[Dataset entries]
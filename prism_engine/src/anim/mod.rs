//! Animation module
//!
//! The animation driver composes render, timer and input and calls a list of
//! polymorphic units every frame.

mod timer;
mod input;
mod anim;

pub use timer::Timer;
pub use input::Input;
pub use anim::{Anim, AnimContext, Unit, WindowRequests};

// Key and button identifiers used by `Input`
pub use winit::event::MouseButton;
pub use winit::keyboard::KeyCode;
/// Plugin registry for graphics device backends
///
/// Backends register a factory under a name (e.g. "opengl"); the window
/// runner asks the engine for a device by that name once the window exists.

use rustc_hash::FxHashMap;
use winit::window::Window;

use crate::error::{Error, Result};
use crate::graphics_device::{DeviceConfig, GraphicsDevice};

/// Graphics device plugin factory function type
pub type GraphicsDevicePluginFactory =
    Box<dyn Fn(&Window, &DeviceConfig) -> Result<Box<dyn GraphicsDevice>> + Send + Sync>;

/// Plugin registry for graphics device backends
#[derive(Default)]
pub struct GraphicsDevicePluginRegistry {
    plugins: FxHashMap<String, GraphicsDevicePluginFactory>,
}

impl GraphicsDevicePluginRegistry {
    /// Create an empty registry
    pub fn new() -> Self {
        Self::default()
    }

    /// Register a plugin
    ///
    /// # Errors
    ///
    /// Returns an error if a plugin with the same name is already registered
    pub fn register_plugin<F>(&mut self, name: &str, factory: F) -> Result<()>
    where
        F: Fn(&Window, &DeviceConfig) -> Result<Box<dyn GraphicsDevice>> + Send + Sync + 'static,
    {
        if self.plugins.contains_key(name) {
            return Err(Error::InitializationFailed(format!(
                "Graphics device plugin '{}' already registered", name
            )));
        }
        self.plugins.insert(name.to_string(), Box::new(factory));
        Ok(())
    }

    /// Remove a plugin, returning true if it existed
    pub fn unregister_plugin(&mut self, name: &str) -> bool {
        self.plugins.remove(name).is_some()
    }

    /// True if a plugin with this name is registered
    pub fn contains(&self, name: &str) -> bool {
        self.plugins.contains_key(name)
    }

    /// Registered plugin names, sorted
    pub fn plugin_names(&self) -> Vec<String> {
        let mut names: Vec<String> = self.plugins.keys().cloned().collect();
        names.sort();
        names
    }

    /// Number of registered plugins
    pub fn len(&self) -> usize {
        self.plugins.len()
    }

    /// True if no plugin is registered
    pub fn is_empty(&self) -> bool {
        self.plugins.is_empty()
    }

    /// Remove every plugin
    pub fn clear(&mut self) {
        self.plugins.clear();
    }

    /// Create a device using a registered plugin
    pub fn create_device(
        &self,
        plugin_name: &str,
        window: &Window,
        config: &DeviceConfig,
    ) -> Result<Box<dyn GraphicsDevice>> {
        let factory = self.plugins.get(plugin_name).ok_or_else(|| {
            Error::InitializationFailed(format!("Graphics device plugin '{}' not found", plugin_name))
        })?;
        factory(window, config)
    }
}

**YOUR OBJECTIVE**
Among the lines above, return each one holding the string "clear".

**WRITTEN RESPONSE**
    pub fn clear(&mut self) {
        self.plugins.clear();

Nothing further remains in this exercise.